For onchain interactions we can either use:
Ethers_rs is being deprecated in favour of the previous alternatives.
For the processing step, we might need to use crates to handle big integers or other data types, but it shouldn’t require anything fancy.
We might be able to reuse some logic (or a lot of logic) from the subscriptions-api repo, or at the very least take some inspiration from it.
In order to ensure correctness of each time bucket, we will need to temporarily store the kafka messages until we have that bucket filled.

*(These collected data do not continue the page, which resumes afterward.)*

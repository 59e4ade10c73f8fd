//! Registration contexts.
//!
//! A [`Context`] is the named scope one component of a program declares its
//! options under. It owns one option partition per sub-command; the empty
//! command name is the partition of top-level options and always exists.

use std::fmt;
use std::path::{Path, PathBuf};

use command_options_core::OptionConfig;
use indexmap::IndexMap;
use url::Url;

/// Handle to a context owned by a [`Session`](crate::Session).
#[derive(Debug, Clone, Copy, PartialEq, Eq, Hash)]
pub struct ContextId(pub(crate) usize);

/// Options of one sub-command partition, in declaration order.
pub type Partition = IndexMap<String, OptionConfig>;

/// Where a context's static help document is written.
#[derive(Debug, Clone, PartialEq, Eq)]
pub enum HelpLocation {
    /// A file on the local file system.
    File(PathBuf),
    /// Anything else, e.g. a documentation page served over HTTP.
    Remote(Url),
}

impl HelpLocation {
    /// Interprets `value` as a URL or as a path relative to `cwd`.
    ///
    /// ```
    /// use std::path::{Path, PathBuf};
    /// use command_options_registry::HelpLocation;
    ///
    /// let cwd = Path::new("/work");
    /// assert_eq!(
    ///     HelpLocation::parse("docs/RUN.md", cwd),
    ///     HelpLocation::File(PathBuf::from("/work/docs/RUN.md")),
    /// );
    /// assert!(matches!(
    ///     HelpLocation::parse("https://example.com/RUN.md", cwd),
    ///     HelpLocation::Remote(_),
    /// ));
    /// ```
    pub fn parse(value: &str, cwd: &Path) -> Self {
        match Url::parse(value) {
            // One-letter schemes are Windows drive letters.
            Ok(url) if url.scheme().len() > 1 => match url.to_file_path() {
                Ok(path) if url.scheme() == "file" => Self::File(path),
                _ => Self::Remote(url),
            },
            _ => Self::File(cwd.join(value)),
        }
    }

    pub fn local_path(&self) -> Option<&Path> {
        match self {
            Self::File(path) => Some(path),
            Self::Remote(_) => None,
        }
    }
}

impl fmt::Display for HelpLocation {
    fn fmt(&self, f: &mut fmt::Formatter<'_>) -> fmt::Result {
        match self {
            Self::File(path) => write!(f, "{}", path.display()),
            Self::Remote(url) => write!(f, "{url}"),
        }
    }
}

/// A named registration scope.
#[derive(Debug, Clone)]
pub struct Context {
    name: String,
    description: Option<String>,
    declared_at: Option<String>,
    help_location: HelpLocation,
    commands: IndexMap<String, Partition>,
}

impl Context {
    pub(crate) fn new(name: &str, help_location: HelpLocation, declared_at: Option<String>) -> Self {
        let mut commands = IndexMap::new();
        commands.insert(String::new(), Partition::new());
        Self {
            name: name.to_string(),
            description: None,
            declared_at,
            help_location,
            commands,
        }
    }

    pub fn name(&self) -> &str {
        &self.name
    }

    pub fn description(&self) -> Option<&str> {
        self.description.as_deref()
    }

    pub(crate) fn set_description(&mut self, description: &str) {
        self.description = Some(description.to_string());
    }

    /// Source location (`file:line`) of the call that created the context.
    pub fn declared_at(&self) -> Option<&str> {
        self.declared_at.as_deref()
    }

    pub fn help_location(&self) -> &HelpLocation {
        &self.help_location
    }

    /// Partitions in declaration order, top-level (`""`) first.
    pub fn commands(&self) -> impl Iterator<Item = (&str, &Partition)> {
        self.commands.iter().map(|(name, p)| (name.as_str(), p))
    }

    pub fn partition(&self, command: &str) -> Option<&Partition> {
        self.commands.get(command)
    }

    pub fn option(&self, command: &str, name: &str) -> Option<&OptionConfig> {
        self.commands.get(command)?.get(name)
    }

    /// Primary name of the option that `candidate` names or aliases.
    pub fn find_option(&self, command: &str, candidate: &str) -> Option<&str> {
        self.commands
            .get(command)?
            .iter()
            .find(|(name, config)| config.answers_to(name, candidate))
            .map(|(name, _)| name.as_str())
    }

    /// The option of `command` that collects bare arguments, if any.
    pub fn collector(&self, command: &str) -> Option<&str> {
        self.commands
            .get(command)?
            .iter()
            .find(|(_, config)| config.collects_bare_args())
            .map(|(name, _)| name.as_str())
    }

    /// Whether the partition holds an option that is shown in help.
    pub fn has_visible_options(&self) -> bool {
        self.commands
            .values()
            .flat_map(|p| p.values())
            .any(|config| !config.is_dev())
    }

    /// Merges a declaration into the partition, creating it on first use.
    pub(crate) fn merge_option(&mut self, command: &str, name: &str, config: &OptionConfig) {
        let partition = self.commands.entry(command.to_string()).or_default();
        match partition.get_mut(name) {
            Some(existing) => existing.merge_from(config),
            None => {
                partition.insert(name.to_string(), config.clone());
            }
        }
    }
}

Copying a little bit from subscriptions-api, we could store it in postgresql.
Contracts changes
Move from a Gnosis non-eventful DataEdge contract to an Arbitrum-one eventful DataEdge contract (probably slightly more expensive than before, but shouldn’t be that much worse, and would streamline the environment so that everything is now on the same chain, while making the subgraph easier to run)
Gateway changes
Add newly required fields to Kafka messages
- time_behind
- network_chain
Rename/Duplicate already existing fields in Kafka messages that aren’t clear
- graph_env → gateway_id
- network → indexed_chain
Subgraph changes
The changes to take advantage of the new data available from the oracle should be self explanatory (add new fields or relevant entities)
For the whitelist changes we propose to add another message/topic for the subgraph to handle, that would allow something like the permissions set list that the EBO uses.
Rollout Plan
There’s not a particular rollout needed, since it’s not a service, but a part of the stack that operators will need to run/rollout, and also it’s the first version of the oracle, so there are no migrations nor upgrade paths to be resolved for already existing operators, as it’s not already being used.
Alternative Solutions Considered
- Whitelisting changes for the subgraph could be removed from the scope of the GRC, only ensuring that all the data points can be properly processed but submitter (and possibly also topics) aren’t checked (or ar checked with hardcoded whitelists, requiring either resyncs or specific deployments per gateways), but we think having a way for a canonically curated deployment to be able to dynamically modify the list of curated gateways is preferred, even if it means the canonical view is permissioned (or eventually permissionless if whatever solution we use allows for that).
- Encoding/Decoding changes: Currently the V1 oracle and subgraph simply handle calldata that is a bytes representation of a JSON object, which the subgraph decodes into a full fledged JSON object and uses the parsed fields to differentiate the action it needs to take.
While this is quite easy to implement, it might not be the most efficient in terms of gas cost. This wasn’t such a problem for Gnosis chain, but on Arbitrum-one, even if it’s cheap, it might make running the oracle more expensive than on Gnosis.
In order to minimize those costs, we could aim to use an encoding/decoding strategy like the EBO, but this would make the implementation more complex, and the gas cost savings aren’t exactly known.